Results of NCC Member's Question: Issued 4 November 2011
NCC Members can ask relevant questions of the wider NCC membership, moderated by NCC. We collate the responses, where appropriate anonymise them, then publish the results on the website for the benefit of the wider Membership. Can you help with this question from a charity?
“We are currently experiencing performance issues with running SQL Server 2005 Standard edition on Windows 2003 R2 standard edition, both applications are 32bit and running as virtual machines in VMware v4.0 environment. We are interested to know if there is a tangible benefit to be gained by changing the operating system and application from 32bit to 64bit, whilst refreshing the both versions of the respective products. e.g. running Windows 2008 R2 and SQL Server 2008 64bit?
Number of responses: 5
Please note that these are responses from NCC Member organisations. NCC is not responsible for views expressed and does not does not recommend any particular supplier. NCC can provide respondent contact details should you wish to discuss further.

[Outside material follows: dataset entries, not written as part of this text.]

use serde::Serialize;
use tracing::warn;

use crate::core::error::SyncError;

/// A single item that could not be processed.
#[derive(Debug, Clone, Serialize, PartialEq, Eq)]
pub struct SyncFailure {
    pub item: String,
    pub error: String,
}

/// What a pass did. Per-item failures land here instead of aborting the pass.
#[derive(Debug, Clone, Default, Serialize)]
pub struct SyncReport {
    pub uploaded: Vec<String>,
    pub downloaded: Vec<String>,
    pub deleted: Vec<String>,
    pub backed_up: Vec<String>,
    /// Remote entries left in place because their replacement failed.
    pub kept: Vec<String>,
    pub failures: Vec<SyncFailure>,
    /// The pass had nothing to do and touched nothing.
    pub skipped: bool,
}

impl SyncReport {
    pub fn skipped() -> Self {
        Self {
            skipped: true,
            ..Self::default()
        }
    }

    pub fn record_failure(&mut self, item: impl Into<String>, err: &SyncError) {
        let item = item.into();
        warn!("{}: {}", item, err);
        self.failures.push(SyncFailure {
            item,
            error: err.to_string(),
        });
    }

    pub fn is_clean(&self) -> bool {
        self.failures.is_empty()
    }
}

From a central government department:
“...absolutely there is. 64bit will allow SQLServer to address memory above about 3Gb which should make a noticeable difference to performance, They will, of course, need to add additional memory for that to make a difference and use a 64bit version of VMWare.”
From a central government department
“64 bit windows removes the limitation of addressable memory in 32 bit. That being said, I'd strongly suggest analysis of the performance issues by an experienced dba - it might not be a memory issue.
A great tool to help with this is Quest's Spotlight on SQL Server - the single server version was free.”
From a legal practice
“Running 64bit becomes necessary when you want to utilise more than 4gb RAM. If the performance is slow because of memory issues then they should. If they are not planning on upgrading RAM then there is no real benefit.”
From a large manufacturing company
“You don’t specifically state the nature of the performance issues you are facing but maybe I could share some experience we have gained from our own VMWare deployments and also advice we have sought and heeded from some recognised IS experts. I assume the VMware systems are configured optimally. There is no doubt that moving to a Windows Server 2008 64bit OS with SQL 2008 64bit can dramatically improve performance. This is down to one main factor and this is the ability to address far more memory space. The simple act of doing this means that more transactions are dealt with in memory rather than from disk. The obvious result is a much more responsive system. The more memory you can allocate to the system the better it gets.
However life is not that simple in a Virtualized environment. The golden rule here is always, always capacity plan any servers you plan to conduct a P2V migration on beforehand. If you use tools like VMWare’s own capacity planner or Capacity IQ it will let you know beforehand the impact of moving the server before you actually commit.
We have, on numerous occasions, been advised to avoid virtualizing higher end SQL servers as the disk IO cannot be accommodated in a VMWare environment unless you allocate the same or similar disk as existed in the physical environment; in which case one has to ask whether the end result is cost effective. We have adhered to this advice and so far not met any problems. There may also be knock performance issues of other servers hosted on the same VM system. Please consider if the VM environment you have is capable of running SQL under heavy workloads (including backups). You may be faced with investing in upgrading your VMWare infrastructure or moving SQL back to Physical.”
From a charity:
“You said you had your SQL Server virtualized; is it just the application part of the SQL server or you have virtualized your SQL storage as well? If so this would be my first guess. As for the 32 to 64bit upgrade; SQL Server does actually benefit from it quite a lot due to the increased physical memory allocation, 64bit architecture is also faster when it comes to passing data to the cache and the processor. In your email you have also mentioned ‘an application’. Is this a 3rd party application? If yes make sure the application support 64bit architecture. Before doing any of the above, though, I would look for bottlenecks and once they are found you can decide how to deal with the issue.”